Park Grill
Museum-worthy setting, refreshingly honest prices
Downtown · Little Rock · New American · Visit Website ↗
Reviewed April 23, 2026
Wingman Metrics
First Impression
Sitting inside the Arkansas Museum of Fine Arts, Park Grill's wine list matches the room — curated, approachable, and a little more thoughtful than you'd expect. Nothing here is going to blow your mind, but the prices are so reasonable for a restaurant of this caliber that you'll order a second glass without doing the mental math. It's the kind of list that earns quiet respect.
Selection Deep Dive
Forty to sixty bottles spanning California, the Pacific Northwest, France, Argentina, and Germany — it's not deep, but it's sensibly assembled. Whites lean heavily on the West Coast with a nice Willamette Valley detour via Anne Amie Pinot Gris and a Mosel Riesling that earns its spot. The Presqu'ile duo — both Sauvignon Blanc and Pinot Noir from Santa Maria Valley — signals someone made intentional choices here, not just called a distributor and said yes to everything. Reds could use more range beyond California Cab and Malbec, but what's here is clean and competent.
By the Glass
Ten-plus options by the glass is a genuine win for a mid-sized restaurant list, and the $10–$15 price band keeps experimentation low-stakes. The selection spans bubbly (La Gioiosa Prosecco, Paula Kornell Brut), whites, rosé, and reds without feeling like a leftovers program. No obvious rotation or seasonal BTG swaps, so don't expect surprises on return visits — what you see is what you get.
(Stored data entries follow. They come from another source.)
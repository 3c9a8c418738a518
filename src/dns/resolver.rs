//! Host resolution with a direct name-server fallback.
//!
//! Order of operations for one host:
//!
//! 1. Literal IP: returned as-is, no lookup.
//! 2. Local resolver ([`GaiResolver`](super::GaiResolver) in production).
//!    A non-empty answer wins, order preserved.
//! 3. One direct A query to the fallback name server.
//!
//! The resolve timeout bounds steps 2 and 3 together. Every path that ends
//! without an address is an error; an empty success is never produced.

use super::{AddressSet, Name, NameServerAnswer, NameServerQuery, Resolve};
use crate::base::neterror::NetError;
use hickory_resolver::proto::op::ResponseCode;
use std::{io, net::IpAddr, sync::Arc, time::Duration};
use tokio::time::Instant;

/// Parses `host` as an IP literal, accepting bracketed IPv6 (`[::1]`).
pub fn literal_ip(host: &str) -> Option<IpAddr> {
    let bare = host
        .strip_prefix('[')
        .and_then(|h| h.strip_suffix(']'))
        .unwrap_or(host);
    bare.parse().ok()
}

/// Resolves hosts into non-empty [`AddressSet`]s.
#[derive(Clone)]
pub struct AddressResolver {
    local: Arc<dyn Resolve>,
    fallback: Arc<dyn NameServerQuery>,
    timeout: Option<Duration>,
}

impl AddressResolver {
    /// `timeout` of `None` leaves resolution unbounded.
    pub fn new(
        local: Arc<dyn Resolve>,
        fallback: Arc<dyn NameServerQuery>,
        timeout: Option<Duration>,
    ) -> Self {
        Self {
            local,
            fallback,
            timeout,
        }
    }

    pub async fn resolve(&self, host: &str) -> Result<AddressSet, NetError> {
        if let Some(ip) = literal_ip(host) {
            tracing::trace!(host = %host, "literal address, skipping lookup");
            return Ok(AddressSet::single(ip));
        }

        let name = Name::new(host);
        let deadline = self.timeout.map(|t| Instant::now() + t);

        if let Some(set) = self.resolve_local(&name, deadline).await? {
            return Ok(set);
        }

        self.resolve_fallback(&name, deadline).await
    }

    /// `Ok(None)` means "try the fallback"; only an expired budget is an error.
    async fn resolve_local(
        &self,
        name: &Name,
        deadline: Option<Instant>,
    ) -> Result<Option<AddressSet>, NetError> {
        let lookup = self.local.resolve(name.clone());
        let result = match deadline {
            Some(at) => tokio::time::timeout_at(at, lookup)
                .await
                .map_err(|_| timed_out(name))?,
            None => lookup.await,
        };

        match result {
            Ok(addrs) => {
                let set = AddressSet::new(addrs.map(|a| a.ip()).collect());
                if set.is_none() {
                    tracing::debug!(domain = %name, "local resolver returned no addresses");
                }
                Ok(set)
            }
            Err(e) => {
                tracing::debug!(domain = %name, error = %e, "local resolution failed");
                Ok(None)
            }
        }
    }

    async fn resolve_fallback(
        &self,
        name: &Name,
        deadline: Option<Instant>,
    ) -> Result<AddressSet, NetError> {
        let query = self.fallback.query(name.clone());
        let answer = match deadline {
            Some(at) => tokio::time::timeout_at(at, query)
                .await
                .map_err(|_| timed_out(name))??,
            None => query.await?,
        };

        let set = into_address_set(name, answer)?;
        tracing::debug!(domain = %name, count = set.len(), "resolved via fallback name server");
        Ok(set)
    }
}

fn into_address_set(name: &Name, answer: NameServerAnswer) -> Result<AddressSet, NetError> {
    if answer.status != ResponseCode::NoError {
        tracing::debug!(domain = %name, rcode = %answer.status, "fallback name server refused");
        return Err(NetError::DnsServerFailed {
            domain: name.to_string(),
            rcode: answer.status.into(),
        });
    }

    AddressSet::new(answer.addrs).ok_or_else(|| {
        NetError::dns_failed(
            name.as_str(),
            io::Error::new(io::ErrorKind::NotFound, "no address records in answer"),
        )
    })
}

fn timed_out(name: &Name) -> NetError {
    tracing::debug!(domain = %name, "resolve timeout elapsed");
    NetError::DnsTimedOut {
        domain: name.to_string(),
    }
}
//! System DNS resolver using getaddrinfo.
//!
//! Runs `getaddrinfo` on tokio's blocking pool so the async runtime is never
//! stalled. This is the "local resolver" step of every dial; it respects
//! `/etc/hosts`, `/etc/resolv.conf` and whatever else the OS is configured
//! with.

use super::{Addrs, Name, Resolve, Resolving};
use crate::base::context::IoResultExt;
use crate::base::neterror::NetError;
use std::net::{SocketAddr, ToSocketAddrs};

/// System DNS resolver using `getaddrinfo` in a thread pool.
///
/// A blocking lookup cannot be interrupted once started. When the dial
/// future is dropped or times out, the caller stops waiting and the
/// thread finishes on its own; its result is discarded.
#[derive(Clone, Debug, Default)]
pub struct GaiResolver;

impl GaiResolver {
    /// Creates a new `GaiResolver`.
    pub fn new() -> Self {
        Self
    }
}

impl Resolve for GaiResolver {
    fn resolve(&self, name: Name) -> Resolving {
        Box::pin(async move {
            let host = name.as_str().to_string();
            let domain = host.clone();

            let result = tokio::task::spawn_blocking(move || {
                tracing::debug!(host = %host, "resolving via getaddrinfo");
                (host.as_str(), 0u16)
                    .to_socket_addrs()
                    .map(|iter| iter.collect::<Vec<SocketAddr>>())
            })
            .await;

            let addrs = result
                .map_err(|e| {
                    tracing::error!(error = %e, "getaddrinfo task failed");
                    NetError::NameNotResolved
                })?
                .dns_context(&domain)?;

            tracing::debug!(domain = %domain, count = addrs.len(), "getaddrinfo complete");
            Ok(Box::new(addrs.into_iter()) as Addrs)
        })
    }
}
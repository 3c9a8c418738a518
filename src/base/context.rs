//! Error context helpers.
//!
//! Turns bare `io::Error`s from resolvers and sockets into `NetError`
//! variants that remember which domain or deadline they belong to.

use crate::base::neterror::NetError;
use std::io;

/// Extension trait for adding context to IO Results.
pub trait IoResultExt<T> {
    /// Attach the looked-up domain to a resolver error.
    ///
    /// ```ignore
    /// use dialnet::base::context::IoResultExt;
    ///
    /// let addrs = ("example.com", 0).to_socket_addrs().dns_context("example.com")?;
    /// // Error: "Name example.com not resolved: failed to lookup address information"
    /// ```
    fn dns_context(self, domain: &str) -> Result<T, NetError>;

    /// Mark a failure to arm a read or write deadline.
    fn deadline_context(self, direction: &'static str) -> Result<T, NetError>;
}

impl<T> IoResultExt<T> for Result<T, io::Error> {
    fn dns_context(self, domain: &str) -> Result<T, NetError> {
        self.map_err(|e| NetError::dns_failed(domain, e))
    }

    fn deadline_context(self, direction: &'static str) -> Result<T, NetError> {
        self.map_err(|e| NetError::deadline_not_set(direction, e))
    }
}
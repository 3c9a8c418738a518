//! HTTP response with a fully read body.

use crate::base::neterror::NetError;
use bytes::Bytes;
use http::{HeaderMap, StatusCode, Version};
use http_body_util::BodyExt;
use hyper::body::Incoming;

/// A response whose body has already been collected.
#[derive(Debug, Clone)]
pub struct HttpResponse {
    status: StatusCode,
    version: Version,
    headers: HeaderMap,
    body: Bytes,
}

impl HttpResponse {
    /// Read the whole body of a hyper response.
    pub async fn from_hyper(resp: http::Response<Incoming>) -> Result<Self, NetError> {
        let (parts, body) = resp.into_parts();
        let body = body
            .collect()
            .await
            .map_err(|e| {
                tracing::debug!(error = %e, "failed to read response body");
                NetError::InvalidResponse
            })?
            .to_bytes();

        Ok(Self {
            status: parts.status,
            version: parts.version,
            headers: parts.headers,
            body,
        })
    }

    pub fn status(&self) -> StatusCode {
        self.status
    }

    pub fn version(&self) -> Version {
        self.version
    }

    pub fn headers(&self) -> &HeaderMap {
        &self.headers
    }

    pub fn body(&self) -> &Bytes {
        &self.body
    }

    pub fn into_body(self) -> Bytes {
        self.body
    }

    /// Body as UTF-8 text.
    pub fn text(&self) -> Result<String, NetError> {
        String::from_utf8(self.body.to_vec()).map_err(|_| NetError::InvalidResponse)
    }

    /// Body deserialized from JSON.
    #[cfg(feature = "json")]
    pub fn json<T: serde::de::DeserializeOwned>(&self) -> Result<T, NetError> {
        serde_json::from_slice(&self.body).map_err(|_| NetError::InvalidResponse)
    }
}
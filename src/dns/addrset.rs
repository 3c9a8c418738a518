use std::net::IpAddr;

/// Ordered, non-empty result of one resolution.
///
/// The only constructors refuse an empty list, so a held `AddressSet` always
/// has at least one address to select from.
#[derive(Debug, Clone, PartialEq, Eq)]
pub struct AddressSet {
    addrs: Vec<IpAddr>,
}

impl AddressSet {
    /// `None` if `addrs` is empty. Order and duplicates are kept.
    pub fn new(addrs: Vec<IpAddr>) -> Option<Self> {
        if addrs.is_empty() {
            None
        } else {
            Some(Self { addrs })
        }
    }

    /// A set holding exactly one address (literal-IP hosts).
    pub fn single(addr: IpAddr) -> Self {
        Self { addrs: vec![addr] }
    }

    pub fn len(&self) -> usize {
        self.addrs.len()
    }

    /// Never true: a set holds at least one address.
    pub fn is_empty(&self) -> bool {
        false
    }

    pub fn first(&self) -> IpAddr {
        self.addrs[0]
    }

    pub fn get(&self, index: usize) -> Option<IpAddr> {
        self.addrs.get(index).copied()
    }

    pub fn contains(&self, addr: &IpAddr) -> bool {
        self.addrs.contains(addr)
    }

    pub fn iter(&self) -> impl Iterator<Item = &IpAddr> {
        self.addrs.iter()
    }

    pub fn as_slice(&self) -> &[IpAddr] {
        &self.addrs
    }

    /// Keeps only addresses matching `keep`; `None` if nothing is left.
    pub fn filter(self, keep: impl Fn(&IpAddr) -> bool) -> Option<Self> {
        Self::new(self.addrs.into_iter().filter(|a| keep(a)).collect())
    }
}

impl IntoIterator for AddressSet {
    type Item = IpAddr;
    type IntoIter = std::vec::IntoIter<IpAddr>;

    fn into_iter(self) -> Self::IntoIter {
        self.addrs.into_iter()
    }
}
Urban Riesling, Mosel — $10
Ten dollars for a German Riesling from the Mosel at a museum restaurant is almost aggressively fair. It's a food-friendly, off-dry white that retails around $12 — meaning the markup here is essentially nothing. Order it with the shrimp and grits and feel good about yourself.
Presqu'ile Sauvignon Blanc, Santa Maria Valley
Most people at this table are ordering the Benzinger Cab on autopilot. Meanwhile, this Santa Maria Valley Sauvignon Blanc from Presqu'ile — a producer doing genuinely interesting cool-climate work in California — sits at $14 and drinks far above its weight. It's not your average California SB; there's real tension and minerality here.
75 Cabernet, Napa Valley
Napa Cab is a budget trap on almost every restaurant list, and this one is no exception. Without a price listed in our data, we're wary — but '75 Wine' is a mass-market label that leans hard on the Napa name without delivering much Napa character. Your money is better spent almost anywhere else on this list.
Commanderie de la Bargemone Rosé, Provence + Bloody Mary Shrimp & Grits
The savory, slightly spicy kick of the Bloody Mary shrimp prep wants something dry and structured to cut through it — and a Provence rosé from Commanderie de la Bargemone does exactly that. It's not a sweet pink wine; it's a serious Provençal rosé at $14 that handles bold flavors without flinching.
✔️ The Bottom Line
Park Grill isn't trying to be a wine destination, but its honest markups and thoughtful BTG lineup make it one of the better casual wine experiences in Little Rock. Send a friend here and tell them to skip the Cab.